В зале восстановилась тишина, только в одном углу еще волновались и шушукались.
Говорили, что какая-то женщина упала в обморок; ей дали понюхать соль, и она пришла в себя.
Во время этой суматохи Андреа с улыбкой повернулся к публике; потом, изящно опершись рукой на дубовые перила скамьи, заговорил:
– Господа, видит бог, что я не думаю оскорблять суд и производить в этом уважаемом собрании ненужный скандал. Меня спрашивают, сколько мне лет, – я говорю; меня спрашивают, где я родился, – я отвечаю; меня спрашивают, как мое имя, – на это я не могу ответить: у меня его нет, потому что мои родители меня бросили. Но зато я могу назвать имя своего отца; и я повторяю, моего отца зовут де Вильфор, и я готов это доказать.
В голосе подсудимого чувствовалась такая уверенность, такая сила убеждения, что всеобщий шум сменился тишиной. Все взгляды обратились на королевского прокурора. Вильфор сидел немой и неподвижный, словно жизнь покинула его.

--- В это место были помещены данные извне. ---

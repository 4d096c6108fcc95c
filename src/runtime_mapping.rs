//! Tenant mapping for runtimes authenticating with their own tokens.
//!
//! A runtime is identified by the issuer of its token. The issuer is looked
//! up before the signature is checked so that keys are only ever fetched
//! from issuers of registered runtimes.

use std::sync::Arc;

use serde_json::{Map, Value};
use thiserror::Error;
use tracing::debug;

use crate::error::MappingError;
use crate::jwks::{JwksError, TokenVerifier, UnverifiedToken};
use crate::repository::{RuntimeRepository, TenantRepository};
use crate::types::ExternalTenantId;

#[derive(Debug, Error)]
pub enum RuntimeMappingError {
    #[error("unexpected or empty authorization header")]
    MissingBearer,

    #[error("unable to get the issuer: {0}")]
    Issuer(#[source] JwksError),

    #[error("when getting the runtime: {0}")]
    Runtime(#[source] MappingError),

    #[error("while verifying the token: {0}")]
    Token(#[source] JwksError),

    #[error("unable to fetch external tenant based on runtime tenant: {0}")]
    Tenant(#[source] MappingError),
}

/// Verified runtime token together with the external id of its owner.
#[derive(Debug)]
pub struct RuntimeMapping {
    pub runtime_id: String,
    pub claims: Map<String, Value>,
    pub external_tenant: ExternalTenantId,
}

pub struct RuntimeMapper {
    verifier: Arc<TokenVerifier>,
    runtimes: Arc<dyn RuntimeRepository>,
    tenants: Arc<dyn TenantRepository>,
}

impl RuntimeMapper {
    pub fn new(
        verifier: Arc<TokenVerifier>,
        runtimes: Arc<dyn RuntimeRepository>,
        tenants: Arc<dyn TenantRepository>,
    ) -> Self {
        Self {
            verifier,
            runtimes,
            tenants,
        }
    }

    pub async fn map(&self, token: &str) -> Result<RuntimeMapping, RuntimeMappingError> {
        let unverified = UnverifiedToken::parse(token).map_err(RuntimeMappingError::Token)?;
        let issuer = unverified.issuer().map_err(RuntimeMappingError::Issuer)?;

        let runtime = self
            .runtimes
            .get_by_token_issuer(issuer)
            .await
            .map_err(RuntimeMappingError::Runtime)?;
        debug!("Token issuer {} belongs to runtime {}", issuer, runtime.id);

        let claims = self
            .verifier
            .verify(token)
            .await
            .map_err(RuntimeMappingError::Token)?;

        let tenant = self
            .tenants
            .get_by_internal_tenant(runtime.tenant_id.as_str())
            .await
            .map_err(RuntimeMappingError::Tenant)?;

        Ok(RuntimeMapping {
            runtime_id: runtime.id,
            claims,
            external_tenant: tenant.external_tenant,
        })
    }
}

– Господа, – продолжал Андреа, – я должен объяснить свои слова и подтвердить их доказательствами.
– Но вы показали на следствии, что вас зовут Бенедетто, – гневно воскликнул председатель, – вы заявили, что вы сирота и что ваша родина – Корсика.
– Я показал на следствии то, что считал нужным показать; я не хотел, чтобы мне помешали – а это неминуемо бы случилось, – торжественно объявить мою тайну во всеуслышание.
Итак, я повторяю: я родился в Отейле, в ночь с двадцать седьмого на двадцать восьмое сентября тысяча восемьсот семнадцатого года, я – сын королевского прокурора господина де Вильфора. Угодно вам знать подробности? Я их сообщу.
Я родился во втором этаже дома номер двадцать восемь по улице Фонтен, в комнате, обтянутой красным штофом. Мой отец взял меня на руки, сказал моей матери, что я умер, завернул меня в полотенце, помеченное буквами Э. и Н., и отнес в сад, где зарыл в землю живым.
Трепет пробежал по толпе, когда она увидела, что вместе с уверенностью подсудимого возрастало смятение Вильфора.
– Но откуда вам известны эти подробности? – спросил председатель.
– Сейчас объясню, господин председатель. В сад, где закопал меня мой отец, в эту самую ночь проник один корсиканец, который его смертельно ненавидел и уже давно подстерегал его, чтобы учинить вендетту. Этот человек, спрятавшись в кустах, видел, как мой отец зарывал в землю ящик, и тут же ударил его ножом; затем, думая, что в этом ящике спрятано какое-нибудь сокровище, он разрыл могилу и нашел меня еще живым. Он отнес меня в Воспитательный дом, где меня записали под номером пятьдесят седьмым. Три месяца спустя его сестра приехала за мной из Рольяно в Париж, заявила, что я ее сын, и увезла меня с собой. Вот почему, родившись в Отейле, я вырос на Корсике.
Наступила тишина, такая глубокая, что, если бы не взволнованное дыхание тысячи людей, можно было бы подумать, будто зала пуста.